Full Disclosure: I have known Laurie [online] for several years and consider her a personal friend. We do not, however, have the sort of relationship which would prevent me from being critical of her work, though I liked this book for the same reasons I like her as a person.
Updated Disclosure 8/25/23: I actually got picked up as a writer by The Libertarian Institute in the time since I published this, but that is unrelated to this review.
“Trust the science!” they said. “Listen to the experts!” During the “Coronapocalypse” we heard the same tired refrains until we wanted to gouge out our eardrums. In reality, the “experts” were incredibly wrong about their own narrow specialties, and even had they been right about the medical side of things, they are not experts on the costs of public policy. The covid cultists called us “grandma killers” and said we “only cared about the economy,” as if grandma couldn’t herself easily stay home and the economy only impacts the rich. There is a proverb of unknown provenance which says “truth is the first casualty of war,” and indeed, once they declared war on a coronavirus, there was a blare of propaganda the match for any dystopian film, whipping the public up into a fury of irrationality. Those of us standing against the wind from the beginning were at the greatest of disadvantages when the only things informing decision making were an unwarranted fear of the “unknown” and a bias for action. By the time more were on our side, our enemies were hopelessly dug in. In Questioning the COVID Company Line: Critical Thinking in Hysterical Times, Laurie Calhoun presents a series of essays spanning from August of 2020 through March of 2023, a period after the initial panic but which covers the rise and fall of the vaccines and ultimately the end of the years-long “state of emergency.”

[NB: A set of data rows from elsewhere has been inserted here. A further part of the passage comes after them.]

//! Bearer-authenticated JSON transport to the BillingGate worker.
//!
//! Thin wrapper over a pooled [`reqwest::Client`]. No retries: every call is a
//! single request whose failure is surfaced to the caller unchanged.

use std::time::Duration;

use common::{BillingGateError, Result};
use reqwest::{Client, RequestBuilder, Response};
use serde::{de::DeserializeOwned, Serialize};
use tracing::{debug, warn};

/// HTTP transport shared by all API-flow operations.
#[derive(Debug, Clone)]
pub struct HttpTransport {
    client: Client,
}

impl HttpTransport {
    /// Build a transport whose requests time out after `timeout`.
    ///
    /// # Errors
    ///
    /// Returns [`BillingGateError::InvalidConfig`] if the HTTP client cannot be built.
    pub fn new(timeout: Duration) -> Result<Self> {
        let client = Client::builder()
            .timeout(timeout)
            .user_agent(concat!("billinggate-sdk/", env!("CARGO_PKG_VERSION")))
            .build()
            .map_err(|e| {
                BillingGateError::InvalidConfig(format!("failed to create HTTP client: {e}"))
            })?;
        Ok(Self { client })
    }

    /// `POST` `body` as JSON and decode the JSON response as `T`.
    ///
    /// `action` names the operation in error messages (e.g. `"payment creation"`).
    pub async fn post_json<B, T>(&self, url: &str, bearer: &str, body: &B, action: &str) -> Result<T>
    where
        B: Serialize + ?Sized,
        T: DeserializeOwned,
    {
        debug!(url = %url, "POST to worker");
        let request = self.client.post(url).bearer_auth(bearer).json(body);
        self.execute(request, action).await
    }

    /// `GET` with query parameters and decode the JSON response as `T`.
    pub async fn get_json<T>(
        &self,
        url: &str,
        bearer: &str,
        query: &[(&str, &str)],
        action: &str,
    ) -> Result<T>
    where
        T: DeserializeOwned,
    {
        debug!(url = %url, "GET from worker");
        let request = self.client.get(url).bearer_auth(bearer).query(query);
        self.execute(request, action).await
    }

    async fn execute<T: DeserializeOwned>(&self, request: RequestBuilder, action: &str) -> Result<T> {
        let response = request
            .send()
            .await
            .map_err(|e| BillingGateError::network(format!("{action} failed"), e))?;
        let response = ensure_success(response, action).await?;

        let bytes = response
            .bytes()
            .await
            .map_err(|e| BillingGateError::network(format!("{action} failed reading body"), e))?;
        serde_json::from_slice(&bytes).map_err(|e| {
            BillingGateError::encoding_with(format_args!("failed to parse {action} response"), e)
        })
    }
}

/// Turn a non-2xx response into [`BillingGateError::Transport`] carrying its body.
async fn ensure_success(response: Response, action: &str) -> Result<Response> {
    let status = response.status();
    if status.is_success() {
        return Ok(response);
    }
    let body = response.text().await.unwrap_or_default();
    warn!(status = status.as_u16(), action, "worker returned non-success status");
    Err(BillingGateError::Transport {
        status: status.as_u16(),
        body,
    })
}

#[cfg(test)]
mod tests {
    use super::*;

    #[test]
    fn builds_with_custom_timeout() {
        assert!(HttpTransport::new(Duration::from_secs(2)).is_ok());
    }

    #[tokio::test]
    async fn connection_failure_is_network_error() {
        // Bind then drop a listener so the port is known to be closed.
        let listener = tokio::net::TcpListener::bind("127.0.0.1:0").await.unwrap();
        let addr = listener.local_addr().unwrap();
        drop(listener);

        let transport = HttpTransport::new(Duration::from_secs(2)).unwrap();
        let url = format!("http://{addr}/api/verify");
        let err = transport
            .get_json::<serde_json::Value>(&url, "k", &[], "verification")
            .await
            .unwrap_err();
        assert!(matches!(err, BillingGateError::Network { .. }));
        assert!(err.to_string().starts_with("verification failed"));
    }
}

Calhoun, who has a background in chemistry and philosophy, is different from the “expert” class in that she has a well-rounded intellect and is able to thoroughly consider what is right and wrong, apply logic, and examine the ethics of the costs of government policies. Perhaps more importantly, as a long-time foreign policy writer who has written a book about the drone war, she understands the costs and counterproductive nature of America’s real wars and why they should not be a model for a figurative war on infectious respiratory disease. This collection provides profound and useful insight from two and a half years in the life of a sane and sagacious woman in a mad and foolish world. We should all strive to follow Calhoun’s path of critical thinking and common sense instead of letting fear drive us into trusting the crackpot theories of a specialist class.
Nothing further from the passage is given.